- Born: Bennett Holly Smith
- Education: B.A., Anthropology, University of Texas, Austin (1975); M.A. Anthropology, University of Michigan, Ann Arbor (1976); Ph.D., Anthropology, University of Michigan, Ann Arbor (1983)
- Occupation: Biological anthropologist

= B. Holly Smith =

American biological anthropologist

B. Holly Smith (Bennett Holly Smith) is an American biological anthropologist who is a research professor in the Center for Advanced Study of Human Paleobiology at The George Washington University. Her work is concentrated in evolutionary biology, paleoanthropology, life history, and dental anthropology.

== Education ==

In 1975 Smith received her B.A. in anthropology from the University of Texas, Austin. A year later, she received her M.A. in anthropology from the University of Michigan, Ann Arbor. She received a Ph.D. in anthropology from the University of Michigan, Ann Arbor in 1983 for her dissertation, Dental Attrition in Hunter-Gatherers and Agriculturalists.

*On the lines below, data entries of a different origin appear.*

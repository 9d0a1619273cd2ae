use std::fmt;

use serde::Serialize;
use tracing::debug;

use liab_types::{Flake, KeyPart};

use crate::error::StoreResult;
use crate::item::Item;
use crate::schema::TypeDecl;
use crate::stream::Tail;
use crate::tables::SubStore;
use crate::traits::{Txn, WriteTxn};

/// All entities of one declared type.
///
/// Items live in the objects sub-store under the type name followed by
/// their identifier.
pub struct Hash<'t, T: Txn> {
    tx: &'t T,
    name: &'t str,
    decl: &'t TypeDecl,
}

impl<'t, T: Txn> Hash<'t, T> {
    /// Look up `name` in the transaction's schema.
    pub fn resolve(tx: &'t T, name: &str) -> StoreResult<Self> {
        let (name, decl) = tx.schema().resolve(name)?;
        Ok(Self { tx, name, decl })
    }

    pub fn name(&self) -> &'t str {
        self.name
    }

    pub fn decl(&self) -> &'t TypeDecl {
        self.decl
    }

    /// Handle for the item with `id`. Does not check that it exists.
    pub fn get(&self, id: Flake) -> Item<'t, T> {
        Item::new(
            self.tx,
            Some((self.name, self.decl)),
            SubStore::Objects,
            &[KeyPart::from(self.name)],
            id,
        )
    }

    /// Items from newest to oldest.
    pub fn tail(&self) -> Tail<'t, T> {
        Tail::new(
            self.tx,
            Some((self.name, self.decl)),
            SubStore::Objects,
            vec![KeyPart::from(self.name)],
        )
    }
}

impl<'t, T: WriteTxn> Hash<'t, T> {
    /// Store `value` as a new item under a fresh identifier.
    pub fn insert<V: Serialize + ?Sized>(&self, value: &V) -> StoreResult<Item<'t, T>> {
        let id = self.tx.next_id()?;
        let item = self.get(id);
        item.set(value)?;
        debug!(ty = self.name, %id, "item inserted");
        Ok(item)
    }
}

impl<T: Txn> Clone for Hash<'_, T> {
    fn clone(&self) -> Self {
        Self {
            tx: self.tx,
            name: self.name,
            decl: self.decl,
        }
    }
}

impl<T: Txn> fmt::Debug for Hash<'_, T> {
    fn fmt(&self, f: &mut fmt::Formatter<'_>) -> fmt::Result {
        f.debug_struct("Hash")
            .field("name", &self.name)
            .field("fields", &self.decl.fields.keys().collect::<Vec<_>>())
            .finish()
    }
}
use thiserror::Error;

/// Errors produced by type operations.
#[derive(Debug, Error, PartialEq, Eq)]
pub enum TypeError {
    #[error("invalid hex string: {0}")]
    InvalidHex(String),

    #[error("invalid byte length: expected {expected}, got {actual}")]
    InvalidLength { expected: usize, actual: usize },

    #[error("{field} out of range: {value} exceeds {max}")]
    OutOfRange {
        field: &'static str,
        value: u64,
        max: u64,
    },

    #[error("timestamp {timestamp_ms}ms precedes epoch {epoch_ms}ms")]
    BeforeEpoch { timestamp_ms: u64, epoch_ms: u64 },

    #[error("invalid flake layout: {0}")]
    InvalidConfig(String),
}
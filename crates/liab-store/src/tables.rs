//! Table definitions for redb storage.
//!
//! All tables use byte arrays as keys and values. Key encoding is handled
//! by [`liab_types::KeyCodec`].

use redb::TableDefinition;

/// Raw byte table shared by all three sub-stores.
pub type ByteTable = TableDefinition<'static, &'static [u8], &'static [u8]>;

/// Key of the generator state record in the metadata sub-store.
pub const FLAKE_STATE_KEY: &[u8] = b"flake";

/// Table definitions for liab storage.
pub struct Tables;

impl Tables {
    /// Entity payloads and bucket markers.
    /// Key format: {type}{id:7}[{field}{member_id:7}]
    pub const OBJECTS: ByteTable = TableDefinition::new("o");

    /// Stream entries.
    /// Key format: {owner path}{field}{entry_id:7}
    pub const INDICES: ByteTable = TableDefinition::new("i");

    /// Generator state under [`FLAKE_STATE_KEY`].
    pub const META: ByteTable = TableDefinition::new("m");
}

/// One of the three logical partitions of the key space.
#[derive(Clone, Copy, Debug, PartialEq, Eq, Hash)]
pub enum SubStore {
    Objects,
    Indices,
    Meta,
}

impl SubStore {
    pub const ALL: [SubStore; 3] = [SubStore::Objects, SubStore::Indices, SubStore::Meta];

    pub fn definition(self) -> ByteTable {
        match self {
            SubStore::Objects => Tables::OBJECTS,
            SubStore::Indices => Tables::INDICES,
            SubStore::Meta => Tables::META,
        }
    }
}
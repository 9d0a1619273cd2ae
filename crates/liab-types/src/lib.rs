//! Foundation types for liab.
//!
//! This crate provides the identifier and key types shared by every other
//! liab crate. Nothing here touches storage or the clock.
//!
//! # Key Types
//!
//! - [`Flake`] - Time-ordered 56-bit identifier, canonically 7 bytes big-endian
//! - [`FlakeConfig`] - Bit layout and epoch used to compose and decompose flakes
//! - [`KeyPart`] / [`KeyCodec`] - Deterministic composite key encoding

pub mod config;
pub mod error;
pub mod flake;
pub mod key;

pub use config::FlakeConfig;
pub use error::TypeError;
pub use flake::{Flake, FlakeParts};
pub use key::{encode_key, KeyCodec, KeyPart};
use std::fmt;

use liab_types::TypeError;

/// Why the generator had to wait before retrying.
#[derive(Clone, Copy, Debug, PartialEq, Eq)]
pub enum Backoff {
    /// The persisted timestamp is ahead of the wall clock.
    ClockRegressed { wait_ms: u64 },
    /// Every sequence value of the current millisecond has been issued.
    SequenceExhausted { wait_ms: u64 },
}

impl Backoff {
    pub fn wait_ms(&self) -> u64 {
        match self {
            Backoff::ClockRegressed { wait_ms } | Backoff::SequenceExhausted { wait_ms } => *wait_ms,
        }
    }
}

impl fmt::Display for Backoff {
    fn fmt(&self, f: &mut fmt::Formatter<'_>) -> fmt::Result {
        match self {
            Backoff::ClockRegressed { wait_ms } => {
                write!(f, "clock is moving backwards, waiting {wait_ms}ms")
            }
            Backoff::SequenceExhausted { .. } => write!(f, "sequence overrun"),
        }
    }
}

/// Errors produced by the flake generator.
#[derive(Debug, thiserror::Error)]
pub enum FlakeError {
    /// The worker tag does not fit the configured layout.
    #[error("worker id {worker_id} out of range (max {max})")]
    WorkerOutOfRange { worker_id: u32, max: u32 },

    /// The layout is invalid or the clock is outside its representable range.
    #[error("flake layout error: {0}")]
    Layout(#[from] TypeError),

    /// The persisted generator state cannot be decoded.
    #[error("corrupt generator state: {0}")]
    CorruptState(String),

    /// A configured retry ceiling was hit while backing off.
    #[error("gave up after {attempts} attempts ({waited_ms}ms waited): {last}")]
    RetriesExhausted {
        attempts: u32,
        waited_ms: u64,
        last: Backoff,
    },
}

/// Convenience alias used throughout the flake crate.
pub type FlakeResult<T> = std::result::Result<T, FlakeError>;
//! Composite key encoding.
//!
//! A key is the plain concatenation of its parts: names contribute their raw
//! UTF-8 bytes, identifiers their fixed-width big-endian bytes, and nested
//! sequences their own concatenation. No separators or length prefixes are
//! written, so callers keep keys prefix-unambiguous by alternating name and
//! identifier segments.

use crate::config::FlakeConfig;
use crate::error::TypeError;
use crate::flake::Flake;

/// One segment of a composite key.
#[derive(Clone, Debug, PartialEq, Eq, Hash)]
pub enum KeyPart {
    Name(String),
    Id(Flake),
    Nested(Vec<KeyPart>),
}

impl From<&str> for KeyPart {
    fn from(name: &str) -> Self {
        KeyPart::Name(name.to_string())
    }
}

impl From<String> for KeyPart {
    fn from(name: String) -> Self {
        KeyPart::Name(name)
    }
}

impl From<Flake> for KeyPart {
    fn from(id: Flake) -> Self {
        KeyPart::Id(id)
    }
}

impl From<Vec<KeyPart>> for KeyPart {
    fn from(parts: Vec<KeyPart>) -> Self {
        KeyPart::Nested(parts)
    }
}

/// Encodes key parts with a fixed identifier width.
#[derive(Clone, Copy, Debug, PartialEq, Eq)]
pub struct KeyCodec {
    id_width: usize,
}

impl Default for KeyCodec {
    fn default() -> Self {
        Self::CANONICAL
    }
}

impl KeyCodec {
    /// Codec for the canonical 7-byte identifier.
    pub const CANONICAL: KeyCodec = KeyCodec {
        id_width: Flake::WIDTH,
    };

    pub fn new(id_width: usize) -> Result<Self, TypeError> {
        if id_width == 0 || id_width > 8 {
            return Err(TypeError::InvalidLength {
                expected: Flake::WIDTH,
                actual: id_width,
            });
        }
        Ok(Self { id_width })
    }

    /// Codec matching a validated generator layout.
    pub fn for_config(config: &FlakeConfig) -> Result<Self, TypeError> {
        Self::new(config.byte_width)
    }

    pub fn id_width(&self) -> usize {
        self.id_width
    }

    /// Encode a sequence of parts into a single key.
    pub fn encode(&self, parts: &[KeyPart]) -> Vec<u8> {
        let mut out = Vec::new();
        for part in parts {
            self.encode_into(part, &mut out);
        }
        out
    }

    /// Append the encoding of one part to `out`.
    pub fn encode_into(&self, part: &KeyPart, out: &mut Vec<u8>) {
        match part {
            KeyPart::Name(name) => out.extend_from_slice(name.as_bytes()),
            KeyPart::Id(id) => out.extend_from_slice(&id.to_be_width(self.id_width)),
            KeyPart::Nested(parts) => {
                for p in parts {
                    self.encode_into(p, out);
                }
            }
        }
    }

    /// Decode an identifier segment. The slice must be exactly one identifier wide.
    pub fn decode_id(&self, bytes: &[u8]) -> Result<Flake, TypeError> {
        if bytes.len() != self.id_width {
            return Err(TypeError::InvalidLength {
                expected: self.id_width,
                actual: bytes.len(),
            });
        }
        Flake::from_slice(bytes)
    }

    /// The largest identifier segment, used as the upper bound of reverse seeks.
    pub fn id_upper_bound(&self) -> Vec<u8> {
        vec![0xFF; self.id_width]
    }

    /// If `key` is exactly `prefix` followed by one identifier, decode it.
    pub fn member_id(&self, prefix: &[u8], key: &[u8]) -> Option<Flake> {
        let rest = key.strip_prefix(prefix)?;
        if rest.len() != self.id_width {
            return None;
        }
        self.decode_id(rest).ok()
    }
}

/// Encode parts with the canonical identifier width.
pub fn encode_key(parts: &[KeyPart]) -> Vec<u8> {
    KeyCodec::CANONICAL.encode(parts)
}
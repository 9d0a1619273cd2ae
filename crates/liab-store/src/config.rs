use std::path::{Path, PathBuf};

use serde::{Deserialize, Serialize};

use liab_flake::{FlakeError, RetryPolicy};
use liab_types::FlakeConfig;

use crate::error::{StoreError, StoreResult};

/// Settings for opening a [`Store`](crate::Store).
///
/// ```toml
/// path = "data/app.redb"
/// worker_id = 0
///
/// [flake]
/// epoch_ms = 1413370800000
///
/// [retry]
/// max_wait_ms = 5000
/// ```
#[derive(Clone, Debug, PartialEq, Eq, Serialize, Deserialize)]
#[serde(default)]
pub struct StoreConfig {
    /// Database file, created if absent.
    pub path: PathBuf,
    /// Worker tag embedded in every identifier this process issues.
    pub worker_id: u32,
    /// Identifier layout.
    pub flake: FlakeConfig,
    /// Ceilings on the generator's wait-and-retry loop.
    pub retry: RetryPolicy,
}

impl Default for StoreConfig {
    fn default() -> Self {
        Self {
            path: PathBuf::from("liab.redb"),
            worker_id: 0,
            flake: FlakeConfig::default(),
            retry: RetryPolicy::unbounded(),
        }
    }
}

impl StoreConfig {
    /// Default settings for the database at `path`.
    pub fn at(path: impl Into<PathBuf>) -> Self {
        Self {
            path: path.into(),
            ..Default::default()
        }
    }

    pub fn validate(&self) -> StoreResult<()> {
        self.flake.validate()?;
        let max = self.flake.max_worker_id();
        if self.worker_id > max {
            return Err(FlakeError::WorkerOutOfRange {
                worker_id: self.worker_id,
                max,
            }
            .into());
        }
        Ok(())
    }

    pub fn from_toml_str(s: &str) -> StoreResult<Self> {
        toml::from_str(s).map_err(|e| StoreError::Config(e.to_string()))
    }

    /// Read a TOML configuration file.
    pub fn load(path: impl AsRef<Path>) -> StoreResult<Self> {
        let text = std::fs::read_to_string(path)?;
        Self::from_toml_str(&text)
    }
}
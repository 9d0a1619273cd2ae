use serde::{Deserialize, Serialize};

use crate::error::{FlakeError, FlakeResult};

/// Last issued generator state.
///
/// Absent state is equivalent to the default (zeros). The encoded form is a
/// fixed 12-byte bincode record.
#[derive(Clone, Copy, Debug, Default, PartialEq, Eq, Serialize, Deserialize)]
pub struct FlakeState {
    /// Sequence issued at `last`.
    pub sequence: u32,
    /// Wall-clock milliseconds of the last issuance.
    pub last: u64,
}

impl FlakeState {
    pub fn new(sequence: u32, last: u64) -> Self {
        Self { sequence, last }
    }

    pub fn encode(&self) -> FlakeResult<Vec<u8>> {
        bincode::serialize(self).map_err(|e| FlakeError::CorruptState(e.to_string()))
    }

    pub fn decode(bytes: &[u8]) -> FlakeResult<Self> {
        bincode::deserialize(bytes).map_err(|e| FlakeError::CorruptState(e.to_string()))
    }
}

== Employment and teaching experience ==
From 1978 to 1983, she worked as a research assistant and research investigator in the Center for Human Growth and Development at the University of Michigan, Ann Arbor. After receiving her Ph.D., Smith was a visiting assistant professor in the Department of Anthropology at Arizona State University from 1984 to 1985. Since 1989, she has been an assistant research scientist at the University of Michigan Museum of Anthropology. Starting in March 2018, Smith started as a research professor in the Center for Advanced Study of Human Paleobiology at The George Washington University in Washington, D.C. In June 2019, Smith became a visiting research professor at the University of Michigan Museum of Anthropological Archaeology. Since 1986, she has been invited to lecture at several institutions and conferences, including State University of New York at Stony Brook, University College London, University of Washington, Duke University, University of Tennessee, Complutense University Madrid, Max Planck Institute of Evolutionary Anthropology, and International Society of Dental Morphology in Griefswald, Germany.